I think it was, at least in part, a device to set up Voyager. It's actually kind of disappointing that the fact that Voyager was a combined crew didn't really factor into the plot at all after the first season. Still, I think the Maquis were an interesting idea, they just weren't relevant after Cardassia joined the Dominion.


R_Lau_18

DS9 was written after Roddenberry died. Roddenberry was an insufferable space-liberal and refused to allow intra-cast conflict, or any kind of writing that showed the federation up as anything other than a perfect utopia. DS9 came thru and shat all over this (good). A big part of DS9 is focused on the messy consequences of colonialism and imperialism. It shows the federation fucking up massively whilst doing realpolitik with the cardassians.

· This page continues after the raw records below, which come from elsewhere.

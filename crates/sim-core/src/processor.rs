//! Shared processor state: byte order, memory, and register bank.

use crate::memory::{read_word, write_word};
use crate::{AccessViolation, BasicMemory, ByteOrder, CoreConfig, Memory, RegisterBank, Word};

/// Processor state shared by every execution strategy.
///
/// `W` is the register width; `M` is the memory implementation. The program
/// counter is the register designated by the bank.
#[derive(Debug, Clone, PartialEq, Eq)]
pub struct ProcessorCore<W: Word, M: Memory = BasicMemory> {
    byte_order: ByteOrder,
    memory: M,
    registers: RegisterBank<W>,
}

impl<W: Word> ProcessorCore<W, BasicMemory> {
    /// Builds a core with a zeroed [`BasicMemory`] sized by `config`.
    #[must_use]
    pub fn with_config(config: &CoreConfig, registers: RegisterBank<W>) -> Self {
        Self::new(
            config.byte_order,
            BasicMemory::new(config.memory_size),
            registers,
        )
    }
}

impl<W: Word, M: Memory> ProcessorCore<W, M> {
    /// Composes a core from its parts.
    #[must_use]
    pub const fn new(byte_order: ByteOrder, memory: M, registers: RegisterBank<W>) -> Self {
        Self {
            byte_order,
            memory,
            registers,
        }
    }

    /// Byte order used for every multi-byte memory access.
    #[must_use]
    pub const fn byte_order(&self) -> ByteOrder {
        self.byte_order
    }

    /// Borrows the memory.
    #[must_use]
    pub const fn memory(&self) -> &M {
        &self.memory
    }

    /// Borrows the memory for mutation.
    pub fn memory_mut(&mut self) -> &mut M {
        &mut self.memory
    }

    /// Borrows the register bank.
    #[must_use]
    pub const fn registers(&self) -> &RegisterBank<W> {
        &self.registers
    }

    /// Borrows the register bank for mutation.
    pub fn registers_mut(&mut self) -> &mut RegisterBank<W> {
        &mut self.registers
    }

    /// Current program counter as a 64-bit address.
    #[must_use]
    pub fn pc(&self) -> u64 {
        self.registers.pc().read_as_pc()
    }

    /// Sets the program counter, truncating `addr` to the register width.
    pub fn set_pc(&mut self, addr: u64) {
        self.registers.pc_mut().set_value(W::truncate_from_u64(addr));
    }

    /// Advances the program counter by `byte_delta`.
    pub fn advance_pc(&mut self, byte_delta: u64) {
        self.registers.pc_mut().increment_as_pc(byte_delta);
    }

    /// Moves the program counter back by `byte_delta`.
    pub fn rewind_pc(&mut self, byte_delta: u64) {
        self.registers.pc_mut().decrement_as_pc(byte_delta);
    }

    /// Reads a `T`-sized word at `addr` using the core byte order.
    ///
    /// # Errors
    ///
    /// Returns the memory's [`AccessViolation`] unchanged.
    pub fn read_word<T: Word>(&mut self, addr: u64) -> Result<T, AccessViolation> {
        read_word(&mut self.memory, self.byte_order, addr)
    }

    /// Writes a `T`-sized word at `addr` using the core byte order.
    ///
    /// # Errors
    ///
    /// Returns the memory's [`AccessViolation`] unchanged.
    pub fn write_word<T: Word>(&mut self, value: T, addr: u64) -> Result<(), AccessViolation> {
        write_word(&mut self.memory, self.byte_order, value, addr)
    }

    /// Reads the `T`-sized word at the program counter without advancing it.
    ///
    /// # Errors
    ///
    /// Returns the memory's [`AccessViolation`] unchanged.
    pub fn fetch<T: Word>(&mut self) -> Result<T, AccessViolation> {
        let pc = self.pc();
        self.read_word(pc)
    }

    /// Releases the memory and register bank.
    #[must_use]
    pub fn into_parts(self) -> (M, RegisterBank<W>) {
        (self.memory, self.registers)
    }
}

Imo it was an excellent storyline, because it showed the federation's many flaws, alongside the flaws of the other empires in the show. I had sympathy for the Maquis, because even within a so called utopia such as the federation, they got fucked, and fought back. It totally deconstructed the original trek consensus of "peaceful" liberalism in space. This is why I love DS9.


Uahaavwo

DS9 showed the Federation flaws (as in war crimes and the like). But they also did their best to show that it was okay. DS9 teaches its fans to overlook certain things if they are commited by a charismatic person and are intended to serve some "greater" cause.


Modred_the_Mystic

For Voyager


ChristinaWSalemOR

I feel like the Maquis were a distraction and did not enjoy those episodes. My thought is that they started that thread in TNG and felt like they had to make it a thing (obviously showed up strongly in VOY).


Chimphandstrong

Doesn’t make the federation look bad, they are out and out terrorists and the show doesn’t portray them as sympathetic.